Unlock your Open Data Lakehouse — join us at PrestoCon 2023

Ali LeClerc
Presto Foundation
3 min readNov 14, 2023

--

We’re so excited for 2 days of all things Presto, the open source SQL query engine for data analytics & the Open Data Lakehouse

Over the last few weeks, I’ve had people reach out to ask more about PrestoCon 2023, so I figured I’d write a blog to share my thoughts. First, a quick overview:

When: December 5–6th, 2023 at the Computer History Museum in Mountain View, CA

What: Hundreds of developers and software engineers will come together at PrestoCon 2023 to support and learn more about Presto, the open-source SQL query engine for data analytics and the Open Data Lakehouse

Why: We’re excited for the future of Presto! For the first time we’ll be highlighting Presto on Velox (code-named Prestissimo), the C++ native worker for Presto that brings a huge performance boost to Presto. Bytedance will be sharing some new benchmarks on this 👍

How much is it? $100…but since you’re reading my blog, here’s a code to get your pass for $50: PRESTO50 (register here)

So really, why should you consider coming? If you’re involved in data analytics or data infrastructure, PrestoCon is a must-attend event, and here are 3 reasons why:

  1. Prestissimo. Did I mention we’ll have a full track on it? 😁

If you’re not familiar, Prestissimo is Presto on Velox (OS project out of Meta), a native C++ worker for Presto. A lot of work has been going into Prestissimo over the last year and we’re really excited to show you the latest advancements. Leading contributors from Bytedance, IBM, and Meta will be sharing their work.

This is an opportunity to see first-hand some of the cutting-edge innovation that’s going on in Prestissimo as well as some initial benchmarking results that have not yet been publicly shared with the community! If you’re new Prestissimo, IBM will present an introduction to it. Key sessions include:

  • Bytedance — A Journey of Evaluating Prestissimo against PrestoDB on TPC-DS
  • Meta — Prestissimo: A Year In, the Path to Veloxification
  • Bytedance — Batch-size in Velox aggregation

2. Free Hands-on Presto workshops

You read that right — when you purchase a pass to PrestoCon, you’ll get the chance to register for our Presto workshops for free (while availability lasts!).

This year we’ll be hosting 3 workshops:

  • Getting started with Presto: Get Presto running locally on your machine, connect data sources, run queries.

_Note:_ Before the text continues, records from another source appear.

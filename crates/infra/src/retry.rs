//! Bounded retry with exponential backoff for transient failures.

use std::time::Duration;

use tracing::warn;

use medipaw_core::{DomainError, DomainResult};

/// How hard to try before escalating a transient failure.
#[derive(Debug, Clone)]
pub struct RetryPolicy {
    /// Total attempts, including the first one.
    pub attempts: u32,
    /// Delay before the first retry; doubles on each subsequent retry.
    pub base_delay: Duration,
}

impl Default for RetryPolicy {
    fn default() -> Self {
        Self {
            attempts: 3,
            base_delay: Duration::from_millis(25),
        }
    }
}

/// Run `op`, retrying only [`DomainError::Transient`] failures.
///
/// Deterministic errors (validation, conflicts, security) surface
/// immediately; a transient error that survives all attempts is returned
/// as-is for the caller to escalate.
pub fn with_retry<T>(
    policy: &RetryPolicy,
    mut op: impl FnMut() -> DomainResult<T>,
) -> DomainResult<T> {
    let mut delay = policy.base_delay;
    let mut attempt = 1;

    loop {
        match op() {
            Ok(value) => return Ok(value),
            Err(err) if err.is_retryable() && attempt < policy.attempts => {
                warn!(attempt, %err, "transient failure, backing off");
                std::thread::sleep(delay);
                delay *= 2;
                attempt += 1;
            }
            Err(err) => return Err(err),
        }
    }
}

#[cfg(test)]
mod tests {
    use std::sync::atomic::{AtomicU32, Ordering};

    use super::*;

    fn quick_policy() -> RetryPolicy {
        RetryPolicy {
            attempts: 3,
            base_delay: Duration::from_millis(1),
        }
    }

    #[test]
    fn transient_failures_are_retried_until_success() {
        let calls = AtomicU32::new(0);
        let result = with_retry(&quick_policy(), || {
            if calls.fetch_add(1, Ordering::SeqCst) < 2 {
                Err(DomainError::transient("blip"))
            } else {
                Ok(42)
            }
        });

        assert_eq!(result, Ok(42));
        assert_eq!(calls.load(Ordering::SeqCst), 3);
    }

    #[test]
    fn attempts_are_bounded() {
        let calls = AtomicU32::new(0);
        let result: DomainResult<()> = with_retry(&quick_policy(), || {
            calls.fetch_add(1, Ordering::SeqCst);
            Err(DomainError::transient("still down"))
        });

        assert!(matches!(result, Err(DomainError::Transient(_))));
        assert_eq!(calls.load(Ordering::SeqCst), 3);
    }

    #[test]
    fn deterministic_errors_are_not_retried() {
        let calls = AtomicU32::new(0);
        let result: DomainResult<()> = with_retry(&quick_policy(), || {
            calls.fetch_add(1, Ordering::SeqCst);
            Err(DomainError::conflict("lost the race"))
        });

        assert!(matches!(result, Err(DomainError::Conflict(_))));
        assert_eq!(calls.load(Ordering::SeqCst), 1);
    }
}
use chrono::{DateTime, Utc};
use serde::{Deserialize, Serialize};

use medipaw_catalog::ProductId;
use medipaw_core::{Aggregate, AggregateId, AggregateRoot, DomainError, UserId};
use medipaw_events::Event;
use medipaw_prescriptions::{GateResolution, PrescriptionId};

/// Order identifier.
#[derive(Debug, Copy, Clone, PartialEq, Eq, Hash, Serialize, Deserialize)]
#[serde(transparent)]
pub struct OrderId(pub AggregateId);

impl OrderId {
    pub fn new(id: AggregateId) -> Self {
        Self(id)
    }
}

impl core::fmt::Display for OrderId {
    fn fmt(&self, f: &mut core::fmt::Formatter<'_>) -> core::fmt::Result {
        core::fmt::Display::fmt(&self.0, f)
    }
}

/// Whether money has moved for this order.
#[derive(Debug, Clone, Copy, PartialEq, Eq, Serialize, Deserialize)]
#[serde(rename_all = "lowercase")]
pub enum PaymentStatus {
    Unpaid,
    Paid,
    Refunded,
}

/// Order fulfillment lifecycle.
///
/// `Draft → AwaitingPayment → Paid → UnderReview → Fulfilling → Completed`,
/// with terminal off-ramps for failed payment, rejected prescriptions,
/// cancellation, and exhausted stock.
#[derive(Debug, Clone, Copy, PartialEq, Eq, Serialize, Deserialize)]
#[serde(rename_all = "snake_case")]
pub enum FulfillmentStatus {
    Draft,
    AwaitingPayment,
    Paid,
    UnderReview,
    Fulfilling,
    Completed,
    PaymentFailed,
    PrescriptionRejected,
    Cancelled,
    OutOfStock,
}

impl FulfillmentStatus {
    pub fn is_terminal(&self) -> bool {
        matches!(
            self,
            Self::Completed
                | Self::PaymentFailed
                | Self::PrescriptionRejected
                | Self::Cancelled
                | Self::OutOfStock
        )
    }

    /// A customer may cancel only strictly before payment.
    pub fn allows_customer_cancel(&self) -> bool {
        matches!(self, Self::Draft | Self::AwaitingPayment)
    }
}

/// One line of an order.
///
/// `unit_price` and `requires_prescription` are snapshotted from the catalog
/// at order time; later product edits never alter a placed order.
#[derive(Debug, Clone, PartialEq, Eq, Serialize, Deserialize)]
pub struct OrderLine {
    pub product_id: ProductId,
    pub quantity: u32,
    /// Price in smallest currency unit (e.g., cents), captured at order time.
    pub unit_price: u64,
    pub requires_prescription: bool,
    /// The prescription that authorizes this line once approved.
    pub prescription_ref: Option<PrescriptionId>,
}

impl OrderLine {
    pub fn subtotal(&self) -> u64 {
        self.unit_price.saturating_mul(u64::from(self.quantity))
    }
}

/// Who asked for a cancellation.
#[derive(Debug, Clone, Copy, PartialEq, Eq, Serialize, Deserialize)]
#[serde(rename_all = "lowercase")]
pub enum CancelActor {
    Customer,
    /// Administrative override; past `Paid` this is a compensating
    /// release-and-refund, not a true cancel.
    Admin,
}

/// Aggregate root: Order.
#[derive(Debug, Clone, PartialEq, Eq, Serialize, Deserialize)]
pub struct Order {
    id: OrderId,
    user_id: UserId,
    lines: Vec<OrderLine>,
    /// Sum of line subtotals at creation time; never recomputed afterwards.
    total: u64,
    payment_status: PaymentStatus,
    fulfillment_status: FulfillmentStatus,
    /// Money moved but the order cannot ship; an external refund workflow
    /// picks these up.
    refund_due: bool,
    gateway_payment_id: Option<String>,
    created_at: DateTime<Utc>,
    updated_at: DateTime<Utc>,
    version: u64,
    created: bool,
}

impl Order {
    /// Create an empty, not-yet-created aggregate instance for rehydration.
    pub fn empty(id: OrderId) -> Self {
        Self {
            id,
            user_id: UserId::from_uuid(uuid::Uuid::nil()),
            lines: Vec::new(),
            total: 0,
            payment_status: PaymentStatus::Unpaid,
            fulfillment_status: FulfillmentStatus::Draft,
            refund_due: false,
            gateway_payment_id: None,
            created_at: DateTime::<Utc>::UNIX_EPOCH,
            updated_at: DateTime::<Utc>::UNIX_EPOCH,
            version: 0,
            created: false,
        }
    }

    pub fn id_typed(&self) -> OrderId {
        self.id
    }

    pub fn user_id(&self) -> UserId {
        self.user_id
    }

    pub fn lines(&self) -> &[OrderLine] {
        &self.lines
    }

    pub fn total(&self) -> u64 {
        self.total
    }

    pub fn payment_status(&self) -> PaymentStatus {
        self.payment_status
    }

    pub fn fulfillment_status(&self) -> FulfillmentStatus {
        self.fulfillment_status
    }

    pub fn refund_due(&self) -> bool {
        self.refund_due
    }

    pub fn gateway_payment_id(&self) -> Option<&str> {
        self.gateway_payment_id.as_deref()
    }

    pub fn created_at(&self) -> DateTime<Utc> {
        self.created_at
    }

    pub fn updated_at(&self) -> DateTime<Utc> {
        self.updated_at
    }

    /// Lines that are prescription-gated.
    pub fn gated_lines(&self) -> impl Iterator<Item = &OrderLine> {
        self.lines.iter().filter(|l| l.requires_prescription)
    }
}

impl AggregateRoot for Order {
    type Id = OrderId;

    fn id(&self) -> &Self::Id {
        &self.id
    }

    fn version(&self) -> u64 {
        self.version
    }
}

/// Command: CreateOrder (cart checkout; lines already price-snapshotted).
#[derive(Debug, Clone, PartialEq, Eq)]
pub struct CreateOrder {
    pub order_id: OrderId,
    pub user_id: UserId,
    pub lines: Vec<OrderLine>,
    pub occurred_at: DateTime<Utc>,
}

/// Command: BeginPayment (a payment intent is being created).
#[derive(Debug, Clone, PartialEq, Eq)]
pub struct BeginPayment {
    pub order_id: OrderId,
    pub occurred_at: DateTime<Utc>,
}

/// Command: ConfirmPayment (the verifier authorized a callback).
#[derive(Debug, Clone, PartialEq, Eq)]
pub struct ConfirmPayment {
    pub order_id: OrderId,
    pub gateway_payment_id: String,
    pub occurred_at: DateTime<Utc>,
}

/// Command: MarkOutOfStock (reservation failed after payment).
#[derive(Debug, Clone, PartialEq, Eq)]
pub struct MarkOutOfStock {
    pub order_id: OrderId,
    pub occurred_at: DateTime<Utc>,
}

/// Command: ApplyGating (gate resolutions for every line, in line order).
#[derive(Debug, Clone, PartialEq, Eq)]
pub struct ApplyGating {
    pub order_id: OrderId,
    pub resolutions: Vec<GateResolution>,
    pub occurred_at: DateTime<Utc>,
}

/// Command: FailPayment (the payment intent expired unredeemed).
#[derive(Debug, Clone, PartialEq, Eq)]
pub struct FailPayment {
    pub order_id: OrderId,
    pub occurred_at: DateTime<Utc>,
}

/// Command: CompleteFulfillment (all reservations committed).
#[derive(Debug, Clone, PartialEq, Eq)]
pub struct CompleteFulfillment {
    pub order_id: OrderId,
    pub occurred_at: DateTime<Utc>,
}

/// Command: CancelOrder.
#[derive(Debug, Clone, PartialEq, Eq)]
pub struct CancelOrder {
    pub order_id: OrderId,
    pub cancelled_by: CancelActor,
    pub occurred_at: DateTime<Utc>,
}

#[derive(Debug, Clone, PartialEq, Eq)]
pub enum OrderCommand {
    CreateOrder(CreateOrder),
    BeginPayment(BeginPayment),
    ConfirmPayment(ConfirmPayment),
    MarkOutOfStock(MarkOutOfStock),
    ApplyGating(ApplyGating),
    FailPayment(FailPayment),
    CompleteFulfillment(CompleteFulfillment),
    CancelOrder(CancelOrder),
}

/// Events emitted by the order state machine.
#[derive(Debug, Clone, PartialEq, Eq, Serialize, Deserialize)]
pub enum OrderEvent {
    OrderCreated {
        order_id: OrderId,
        user_id: UserId,
        lines: Vec<OrderLine>,
        total: u64,
        occurred_at: DateTime<Utc>,
    },
    PaymentRequested {
        order_id: OrderId,
        occurred_at: DateTime<Utc>,
    },
    PaymentConfirmed {
        order_id: OrderId,
        gateway_payment_id: String,
        occurred_at: DateTime<Utc>,
    },
    StockExhausted {
        order_id: OrderId,
        occurred_at: DateTime<Utc>,
    },
    OrderGated {
        order_id: OrderId,
        occurred_at: DateTime<Utc>,
    },
    FulfillmentReleased {
        order_id: OrderId,
        occurred_at: DateTime<Utc>,
    },
    PrescriptionDeclined {
        order_id: OrderId,
        occurred_at: DateTime<Utc>,
    },
    PaymentExpired {
        order_id: OrderId,
        occurred_at: DateTime<Utc>,
    },
    OrderCompleted {
        order_id: OrderId,
        occurred_at: DateTime<Utc>,
    },
    OrderCancelled {
        order_id: OrderId,
        cancelled_by: CancelActor,
        refund_due: bool,
        occurred_at: DateTime<Utc>,
    },
}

This is a good workshop if you’re new to the Presto project.
  • Building an Open Data Lakehouse with Presto and Apache Hudi: The data lakehouse brings the flexibility, scale, and cost management benefits of the data lake together with the data management capabilities of the data warehouse. Architect the building blocks of a data lakehouse with Presto, Apache Hudi, and AWS S3 in this workshop.
  • Getting started with Prestissimo on Docker: This is an intermediate-level workshop for developers and engineers who want to get their hands on Prestissimo. It’s recommended for folks who are already familiar with Presto and know how to run distributed systems.

We intentionally keep these workshops small to ensure we can provide hands-on support, so I recommend you register soon if you’re interested in these.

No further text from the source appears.